俺の【イザナ因子】のLvが上がる条件はイザナクエストをクリアすることだ。
そして【イザナ因子】がLv10に到達すると覚醒者へと進化する。
ステータスを確認してみようとしたところ、急接近してくる何者かの気配を感知した。
『マスター。

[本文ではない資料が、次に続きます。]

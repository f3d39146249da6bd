//! Application state.

use std::sync::Arc;

use cqa_scorer::ContinuityScorer;

use crate::config::ApiConfig;

/// Shared application state.
#[derive(Clone)]
pub struct AppState {
    pub config: ApiConfig,
    pub scorer: Arc<ContinuityScorer>,
}

impl AppState {
    /// Create new application state.
    pub fn new(config: ApiConfig) -> Self {
        let scorer = ContinuityScorer::new().with_config(config.scorer);
        Self {
            config,
            scorer: Arc::new(scorer),
        }
    }
}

奴隷王がそちらへ向かっています』
逃げることも可能だったが、身体を乗っ取られた部下の身を案じて駆けつけて来たのだろう。
事情を話してやることぐらい手間のうちには入らない。
俺は部屋のドアが開かれるのを黙って見ていた。
▽
「モニカをどうした!
彼女の気配が消えた部屋にいるお前は何者だ!」
奴隷王は相当おかんむりのようで今にも飛び掛かってきそうな勢いだ。
「俺はしがない錬金術師だよ。
とある人物を追ってここまで来た。
そいつはモニカ・レマーの身体を乗っ取った奴でもある。
彼女のことは諦めるしかない。
奴に【憑依】されると魂が上書きされて元に戻ることはない」
と、いきなり現れたやつに言われても納得するのは難しいだろう。
「モニカを引き渡してもらおうか」
まったく聞く耳を持ってくれない。
「別に信じてもらわなくても構わないがそれはできない。
モニカ・レマーの中にいる奴は殺すことができないのである場所に封じた。
奴を解き放てばまた被害者がでるぞ?」
「そうはならない。
モニカは私が救い出す」
「もしかして賢者の石でどうにかできると思っていないか?」
「その通りだ。
あれの在庫はまだまだあるんだ。
試す価値はあるだろう」
「無理だね。
お前が持っているのは賢者の石の失敗作だよ。
本物の賢者の石であれば方法がないわけではないけど」
俺は手元で賢者の石を錬成して話を続ける。
「その赤い宝石はまさか……」
「モニカ・レマーは亡くなって既に転生を果たしている。
これを使えば彼女の魂を呼び戻すことも可能だが、
それは生まれ変わった彼女を殺すことと同義だ」
「……。
それでも死なない肉体に戻ることができるのだ。
モニカにとってもその方が幸せだろう。
だから、その賢者の石は力ずくにでも渡してもらう!」
「そうか……、それでは仕方ないな。
ここでは宿屋に迷惑がかかる。
場所を変えようか」
【万能細胞】で構成される俺の身体も不老不死だ。
奴隷王の言うように永遠に生きることは果たして幸せなことなのだろうか。
これは何度も自分自身に問いかけてきた命題でもある。
愛する家族や親しい友人が逝くのを、俺はこれから幾度も見送ってゆく。
人とは慣れる生き物だ。
いつか誰が死のうと何も感じなくなる時がくるかもしれない。
そう考えるのは早計だとこれまで言い聞かせてきた。
そうしなければ怖くて夜も眠れなかったのだ。